WHAT THIS TASK INVOLVES: Look through the records below for the line holding "let depth = &state.depth;". Write it out exactly, with each following line through the line holding "let ds = depth_stencil(&PassId::PostProcess.state());".

Stored data
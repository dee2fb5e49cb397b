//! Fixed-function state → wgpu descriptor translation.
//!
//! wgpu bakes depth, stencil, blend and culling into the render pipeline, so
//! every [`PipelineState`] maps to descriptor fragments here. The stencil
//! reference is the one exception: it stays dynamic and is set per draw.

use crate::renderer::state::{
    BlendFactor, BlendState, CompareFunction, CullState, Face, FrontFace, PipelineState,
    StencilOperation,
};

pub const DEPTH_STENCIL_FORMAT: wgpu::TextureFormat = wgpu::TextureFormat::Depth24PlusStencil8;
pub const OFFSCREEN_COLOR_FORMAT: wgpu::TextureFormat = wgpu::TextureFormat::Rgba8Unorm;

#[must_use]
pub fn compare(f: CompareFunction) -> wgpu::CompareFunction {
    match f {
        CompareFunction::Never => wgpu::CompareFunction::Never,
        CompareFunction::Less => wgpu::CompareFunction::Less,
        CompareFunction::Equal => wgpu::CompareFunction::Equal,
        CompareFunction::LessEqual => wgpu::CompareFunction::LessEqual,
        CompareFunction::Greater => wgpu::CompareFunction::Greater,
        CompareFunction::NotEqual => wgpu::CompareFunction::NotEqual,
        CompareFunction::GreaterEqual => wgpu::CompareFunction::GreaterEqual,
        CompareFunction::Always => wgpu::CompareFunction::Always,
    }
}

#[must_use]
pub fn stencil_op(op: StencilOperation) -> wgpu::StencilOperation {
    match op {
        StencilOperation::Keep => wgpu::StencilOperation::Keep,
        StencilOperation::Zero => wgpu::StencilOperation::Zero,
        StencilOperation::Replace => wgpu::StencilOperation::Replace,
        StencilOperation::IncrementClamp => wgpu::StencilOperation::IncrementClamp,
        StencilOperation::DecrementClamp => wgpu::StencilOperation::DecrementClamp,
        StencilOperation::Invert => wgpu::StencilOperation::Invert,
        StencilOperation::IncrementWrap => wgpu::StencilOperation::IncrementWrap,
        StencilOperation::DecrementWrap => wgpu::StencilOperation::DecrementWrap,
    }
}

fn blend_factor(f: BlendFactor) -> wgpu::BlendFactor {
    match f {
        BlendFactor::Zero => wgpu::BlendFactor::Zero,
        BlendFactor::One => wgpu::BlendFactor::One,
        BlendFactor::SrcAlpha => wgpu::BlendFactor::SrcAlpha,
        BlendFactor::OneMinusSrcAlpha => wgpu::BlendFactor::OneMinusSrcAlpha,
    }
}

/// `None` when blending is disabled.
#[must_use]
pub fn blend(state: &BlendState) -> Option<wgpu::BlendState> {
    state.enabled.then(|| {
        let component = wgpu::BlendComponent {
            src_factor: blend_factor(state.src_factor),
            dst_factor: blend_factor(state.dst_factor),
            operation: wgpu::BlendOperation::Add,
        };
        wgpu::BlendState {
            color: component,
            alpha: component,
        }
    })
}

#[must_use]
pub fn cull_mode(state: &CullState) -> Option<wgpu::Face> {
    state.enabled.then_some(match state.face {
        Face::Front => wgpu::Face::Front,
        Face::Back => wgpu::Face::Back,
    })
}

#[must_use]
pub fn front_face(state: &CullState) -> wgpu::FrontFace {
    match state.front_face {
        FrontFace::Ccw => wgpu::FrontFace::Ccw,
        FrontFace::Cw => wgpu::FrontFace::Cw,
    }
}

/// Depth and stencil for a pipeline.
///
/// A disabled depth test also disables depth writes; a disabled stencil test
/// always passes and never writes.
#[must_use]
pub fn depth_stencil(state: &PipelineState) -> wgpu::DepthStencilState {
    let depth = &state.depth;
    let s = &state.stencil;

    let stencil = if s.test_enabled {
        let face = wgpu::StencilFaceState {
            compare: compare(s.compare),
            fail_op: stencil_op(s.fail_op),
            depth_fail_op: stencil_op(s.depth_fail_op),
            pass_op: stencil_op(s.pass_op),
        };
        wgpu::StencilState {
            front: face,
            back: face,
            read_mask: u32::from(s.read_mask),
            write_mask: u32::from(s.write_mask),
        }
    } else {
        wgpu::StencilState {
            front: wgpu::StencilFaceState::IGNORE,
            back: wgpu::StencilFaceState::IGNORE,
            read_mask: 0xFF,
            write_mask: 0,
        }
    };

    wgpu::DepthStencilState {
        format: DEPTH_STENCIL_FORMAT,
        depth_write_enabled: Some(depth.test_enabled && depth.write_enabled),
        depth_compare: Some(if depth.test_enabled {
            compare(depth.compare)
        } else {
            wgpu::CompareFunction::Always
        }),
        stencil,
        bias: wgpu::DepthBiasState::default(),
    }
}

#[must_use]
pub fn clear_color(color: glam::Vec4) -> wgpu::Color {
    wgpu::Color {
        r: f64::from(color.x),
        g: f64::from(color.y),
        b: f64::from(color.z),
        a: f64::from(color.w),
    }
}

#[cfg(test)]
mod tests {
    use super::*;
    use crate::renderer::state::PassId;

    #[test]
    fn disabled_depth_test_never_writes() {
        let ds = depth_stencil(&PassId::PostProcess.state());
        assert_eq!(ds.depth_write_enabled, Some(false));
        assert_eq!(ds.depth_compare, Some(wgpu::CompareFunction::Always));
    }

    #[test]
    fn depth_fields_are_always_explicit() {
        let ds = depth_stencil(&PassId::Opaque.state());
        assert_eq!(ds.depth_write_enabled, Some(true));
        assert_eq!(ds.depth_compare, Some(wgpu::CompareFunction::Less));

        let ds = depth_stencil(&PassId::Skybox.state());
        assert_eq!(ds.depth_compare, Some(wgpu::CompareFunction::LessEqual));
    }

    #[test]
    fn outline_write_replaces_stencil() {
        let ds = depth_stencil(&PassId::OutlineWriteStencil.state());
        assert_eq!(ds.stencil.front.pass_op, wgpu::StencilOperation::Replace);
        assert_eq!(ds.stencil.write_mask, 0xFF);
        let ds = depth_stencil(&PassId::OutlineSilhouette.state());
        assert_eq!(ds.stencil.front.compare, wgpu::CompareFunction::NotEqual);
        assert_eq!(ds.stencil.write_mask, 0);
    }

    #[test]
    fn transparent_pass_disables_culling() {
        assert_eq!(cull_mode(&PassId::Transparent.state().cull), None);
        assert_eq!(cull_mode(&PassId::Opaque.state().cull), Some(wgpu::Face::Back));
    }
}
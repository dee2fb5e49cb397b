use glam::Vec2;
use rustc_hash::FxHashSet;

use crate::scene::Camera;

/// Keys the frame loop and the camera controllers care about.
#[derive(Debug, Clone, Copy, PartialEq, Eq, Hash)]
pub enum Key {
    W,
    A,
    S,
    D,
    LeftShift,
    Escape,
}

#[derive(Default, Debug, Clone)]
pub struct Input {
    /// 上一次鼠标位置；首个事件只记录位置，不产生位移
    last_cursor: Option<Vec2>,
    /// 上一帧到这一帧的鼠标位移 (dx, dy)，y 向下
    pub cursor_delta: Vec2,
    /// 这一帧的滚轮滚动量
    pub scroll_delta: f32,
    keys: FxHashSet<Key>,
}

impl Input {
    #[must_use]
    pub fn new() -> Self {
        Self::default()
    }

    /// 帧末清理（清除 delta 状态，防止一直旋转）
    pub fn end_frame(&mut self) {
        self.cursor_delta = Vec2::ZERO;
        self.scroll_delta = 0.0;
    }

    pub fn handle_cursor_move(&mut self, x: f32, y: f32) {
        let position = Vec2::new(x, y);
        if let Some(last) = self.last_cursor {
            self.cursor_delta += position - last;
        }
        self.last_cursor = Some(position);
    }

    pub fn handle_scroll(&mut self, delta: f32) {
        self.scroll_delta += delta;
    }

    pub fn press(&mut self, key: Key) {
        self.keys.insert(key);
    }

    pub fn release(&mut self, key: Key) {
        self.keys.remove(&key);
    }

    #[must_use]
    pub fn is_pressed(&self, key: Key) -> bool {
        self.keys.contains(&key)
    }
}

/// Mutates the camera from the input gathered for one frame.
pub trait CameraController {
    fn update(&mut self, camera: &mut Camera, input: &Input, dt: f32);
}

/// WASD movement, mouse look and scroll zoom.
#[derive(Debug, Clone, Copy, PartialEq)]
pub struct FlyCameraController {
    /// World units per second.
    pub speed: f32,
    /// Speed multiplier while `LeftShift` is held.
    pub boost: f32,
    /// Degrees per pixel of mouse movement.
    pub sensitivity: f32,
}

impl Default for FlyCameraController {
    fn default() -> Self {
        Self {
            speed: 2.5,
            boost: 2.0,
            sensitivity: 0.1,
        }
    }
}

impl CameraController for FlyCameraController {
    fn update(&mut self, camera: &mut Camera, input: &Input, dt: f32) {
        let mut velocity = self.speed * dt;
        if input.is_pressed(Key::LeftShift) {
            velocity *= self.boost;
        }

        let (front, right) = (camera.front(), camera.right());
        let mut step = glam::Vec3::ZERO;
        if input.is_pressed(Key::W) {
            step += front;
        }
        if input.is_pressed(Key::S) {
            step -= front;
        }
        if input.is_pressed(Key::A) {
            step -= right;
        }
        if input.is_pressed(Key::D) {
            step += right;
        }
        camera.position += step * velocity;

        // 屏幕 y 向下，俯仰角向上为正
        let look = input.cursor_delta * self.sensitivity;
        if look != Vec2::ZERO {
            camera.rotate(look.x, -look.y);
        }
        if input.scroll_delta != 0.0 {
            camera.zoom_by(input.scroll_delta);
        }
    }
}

TASK RESULT:
    let depth = &state.depth;
    let s = &state.stencil;

    let stencil = if s.test_enabled {
        let face = wgpu::StencilFaceState {
            compare: compare(s.compare),
            fail_op: stencil_op(s.fail_op),
            depth_fail_op: stencil_op(s.depth_fail_op),
            pass_op: stencil_op(s.pass_op),
        };
        wgpu::StencilState {
            front: face,
            back: face,
            read_mask: u32::from(s.read_mask),
            write_mask: u32::from(s.write_mask),
        }
    } else {
        wgpu::StencilState {
            front: wgpu::StencilFaceState::IGNORE,
            back: wgpu::StencilFaceState::IGNORE,
            read_mask: 0xFF,
            write_mask: 0,
        }
    };

    wgpu::DepthStencilState {
        format: DEPTH_STENCIL_FORMAT,
        depth_write_enabled: Some(depth.test_enabled && depth.write_enabled),
        depth_compare: Some(if depth.test_enabled {
            compare(depth.compare)
        } else {
            wgpu::CompareFunction::Always
        }),
        stencil,
        bias: wgpu::DepthBiasState::default(),
    }
}

#[must_use]
pub fn clear_color(color: glam::Vec4) -> wgpu::Color {
    wgpu::Color {
        r: f64::from(color.x),
        g: f64::from(color.y),
        b: f64::from(color.z),
        a: f64::from(color.w),
    }
}

#[cfg(test)]
mod tests {
    use super::*;
    use crate::renderer::state::PassId;

    #[test]
    fn disabled_depth_test_never_writes() {
        let ds = depth_stencil(&PassId::PostProcess.state());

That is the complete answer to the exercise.